*YOUR TASK*
Could you filter the records below down to the lines that include the word "PathBuf"?

────

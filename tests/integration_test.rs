use std::collections::HashSet;
use std::fs;
use std::path::{Path, PathBuf};

use anyhow::Result;
use chrono::{Days, Utc};
use git2::{Oid, Repository, Signature, Time};
use gitsheet::cli::generate::GenerateCommand;
use gitsheet::export::{export, repo_name_from_file_name, Destination, ExportReference};
use gitsheet::git::{Cutoff, GitRepository};
use gitsheet::timesheet::{build_timesheet, OutputMode, RowTail};
use gitsheet::SheetError;
use tempfile::TempDir;

/// Temporary repository whose commits carry explicit author times and are
/// attached to branches without touching HEAD.
struct TestRepo {
    _temp_dir: TempDir,
    repo_path: PathBuf,
    repo: Repository,
}

impl TestRepo {
    fn new() -> Result<Self> {
        let temp_dir = tempfile::tempdir()?;
        let repo_path = temp_dir.path().join("my_repo");
        fs::create_dir(&repo_path)?;
        let repo = Repository::init(&repo_path)?;

        Ok(TestRepo {
            _temp_dir: temp_dir,
            repo_path,
            repo,
        })
    }

    fn commit(&self, message: &str, author: &str, secs: i64, parents: &[Oid]) -> Result<Oid> {
        let signature = Signature::new(author, "dev@example.com", &Time::new(secs, 0))?;
        let tree_id = self.repo.treebuilder(None)?.write()?;
        let tree = self.repo.find_tree(tree_id)?;
        let parents = parents
            .iter()
            .map(|oid| self.repo.find_commit(*oid))
            .collect::<std::result::Result<Vec<_>, _>>()?;
        let parent_refs: Vec<&git2::Commit> = parents.iter().collect();

        Ok(self
            .repo
            .commit(None, &signature, &signature, message, &tree, &parent_refs)?)
    }

    fn branch(&self, name: &str, tip: Oid) -> Result<()> {
        let commit = self.repo.find_commit(tip)?;
        self.repo.branch(name, &commit, true)?;
        Ok(())
    }

    fn open(&self) -> Result<GitRepository> {
        Ok(GitRepository::open(&self.repo_path)?)
    }

    /// `base` shared by `main` (`on_main`) and `feature` (`on_feature`).
    fn forked(&self) -> Result<(Oid, Oid, Oid)> {
        let base = self.commit("chore: initial commit", "Alice", 1_700_000_000, &[])?;
        let on_main = self.commit("feat(api): add endpoint", "Alice", 1_700_003_600, &[base])?;
        let on_feature = self.commit("fix: handle empty input", "Bob", 1_700_001_800, &[base])?;
        self.branch("main", on_main)?;
        self.branch("feature", on_feature)?;
        Ok((base, on_main, on_feature))
    }
}

fn generate_command(dir: &Path, out_dir: &Path) -> GenerateCommand {
    GenerateCommand {
        branch: None,
        days: 0,
        dir: dir.to_path_buf(),
        mode: OutputMode::ElapsedTime,
        out_dir: out_dir.to_path_buf(),
        backend_url: None,
    }
}

#[test]
fn shared_ancestor_is_collected_once() -> Result<()> {
    let test_repo = TestRepo::new()?;
    test_repo.forked()?;
    let repo = test_repo.open()?;

    let table = build_timesheet(&repo, None, None, OutputMode::HashAndBranch)?;

    assert_eq!(table.len(), 3);
    let hashes: HashSet<String> = table
        .rows()
        .iter()
        .filter_map(|row| match &row.tail {
            RowTail::Hash { hash, .. } => Some(hash.clone()),
            RowTail::Elapsed(_) => None,
        })
        .collect();
    assert_eq!(hashes.len(), 3);
    Ok(())
}

#[test]
fn hash_mode_tags_first_claiming_branch() -> Result<()> {
    let test_repo = TestRepo::new()?;
    let (base, on_main, on_feature) = test_repo.forked()?;
    let repo = test_repo.open()?;

    let table = build_timesheet(&repo, None, None, OutputMode::HashAndBranch)?;

    let branch_of = |oid: Oid| {
        table.rows().iter().find_map(|row| match &row.tail {
            RowTail::Hash { branch, hash } if *hash == oid.to_string() => Some(branch.clone()),
            _ => None,
        })
    };
    // Branches are walked in name order, so "feature" claims the shared base.
    assert_eq!(branch_of(base).as_deref(), Some("feature"));
    assert_eq!(branch_of(on_feature).as_deref(), Some("feature"));
    assert_eq!(branch_of(on_main).as_deref(), Some("main"));
    Ok(())
}

#[test]
fn elapsed_mode_orders_chronologically() -> Result<()> {
    let test_repo = TestRepo::new()?;
    test_repo.forked()?;
    let repo = test_repo.open()?;

    let table = build_timesheet(&repo, None, None, OutputMode::ElapsedTime)?;
    let descriptions: Vec<&str> = table
        .rows()
        .iter()
        .map(|row| row.classified.description.as_str())
        .collect();

    assert_eq!(
        descriptions,
        ["initial commit", "handle empty input", "add endpoint"]
    );
    assert_eq!(table.rows()[0].tail, RowTail::Elapsed("30m".to_string()));
    assert_eq!(table.rows()[2].tail, RowTail::Elapsed(String::new()));
    Ok(())
}

#[test]
fn branch_filter_limits_history() -> Result<()> {
    let test_repo = TestRepo::new()?;
    test_repo.forked()?;
    let repo = test_repo.open()?;

    let table = build_timesheet(&repo, Some("main"), None, OutputMode::ElapsedTime)?;

    assert_eq!(table.len(), 2);
    assert!(table
        .rows()
        .iter()
        .all(|row| row.classified.description != "handle empty input"));
    Ok(())
}

#[test]
fn cutoff_drops_old_commits() -> Result<()> {
    let test_repo = TestRepo::new()?;
    let now = Utc::now();
    let old = now.checked_sub_days(Days::new(30)).unwrap().timestamp();
    let recent = now.checked_sub_days(Days::new(1)).unwrap().timestamp();
    let first = test_repo.commit("docs: old notes", "Alice", old, &[])?;
    let second = test_repo.commit("feat: recent work", "Alice", recent, &[first])?;
    test_repo.branch("main", second)?;
    let repo = test_repo.open()?;

    let table = build_timesheet(
        &repo,
        None,
        Cutoff::days_before(now, 7),
        OutputMode::ElapsedTime,
    )?;

    assert_eq!(table.len(), 1);
    assert_eq!(table.rows()[0].classified.description, "recent work");
    Ok(())
}

#[test]
fn missing_branch_is_fatal() -> Result<()> {
    let test_repo = TestRepo::new()?;
    test_repo.forked()?;
    let repo = test_repo.open()?;

    let err = build_timesheet(&repo, Some("nope"), None, OutputMode::ElapsedTime).unwrap_err();
    assert!(matches!(err, SheetError::BranchNotFound { ref branch } if branch == "nope"));
    Ok(())
}

#[tokio::test]
async fn missing_branch_writes_no_file() -> Result<()> {
    let test_repo = TestRepo::new()?;
    test_repo.forked()?;
    let out = tempfile::tempdir()?;
    let out_dir = out.path().join("sheets");

    let mut cmd = generate_command(&test_repo.repo_path, &out_dir);
    cmd.branch = Some("nope".to_string());

    assert!(cmd.execute().await.is_err());
    assert!(!out_dir.exists());
    Ok(())
}

#[tokio::test]
async fn generate_writes_named_csv() -> Result<()> {
    let test_repo = TestRepo::new()?;
    test_repo.forked()?;
    let out = tempfile::tempdir()?;
    let out_dir = out.path().join("sheets");

    generate_command(&test_repo.repo_path, &out_dir)
        .execute()
        .await?;

    let files: Vec<String> = fs::read_dir(&out_dir)?
        .map(|entry| entry.map(|e| e.file_name().to_string_lossy().into_owned()))
        .collect::<std::io::Result<_>>()?;
    assert_eq!(files.len(), 1);
    assert_eq!(repo_name_from_file_name(&files[0]).as_deref(), Some("my_repo"));

    let content = fs::read_to_string(out_dir.join(&files[0]))?;
    let mut lines = content.lines();
    assert_eq!(
        lines.next(),
        Some("Date,Author Name,Commit Type,Scope,Description,TimeStamp")
    );
    assert_eq!(lines.count(), 3);
    Ok(())
}

#[tokio::test]
async fn remote_export_uploads_csv() -> Result<()> {
    use wiremock::matchers::{method, path};
    use wiremock::{Mock, MockServer, ResponseTemplate};

    let test_repo = TestRepo::new()?;
    test_repo.forked()?;
    let repo = test_repo.open()?;
    let table = build_timesheet(&repo, None, None, OutputMode::ElapsedTime)?;

    let server = MockServer::start().await;
    Mock::given(method("POST"))
        .and(path("/csv"))
        .respond_with(ResponseTemplate::new(200).set_body_json(serde_json::json!({
            "success": true,
            "payload": { "filename": "1700000000_my_repo_1234_final", "message": "ok" }
        })))
        .expect(1)
        .mount(&server)
        .await;

    let destination = Destination::Remote {
        base_url: server.uri().parse()?,
    };
    let reference = export(&table, &destination, repo.name().as_deref()).await?;

    match reference {
        ExportReference::Remote { file_name, url } => {
            assert_eq!(file_name, "1700000000_my_repo_1234_final");
            assert_eq!(url, format!("{}/csv/1700000000_my_repo_1234_final", server.uri()));
        }
        other => panic!("expected remote reference, got {other:?}"),
    }
    Ok(())
}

────

*ANSWER TO THIS TASK*
use std::path::{Path, PathBuf};
    repo_path: PathBuf,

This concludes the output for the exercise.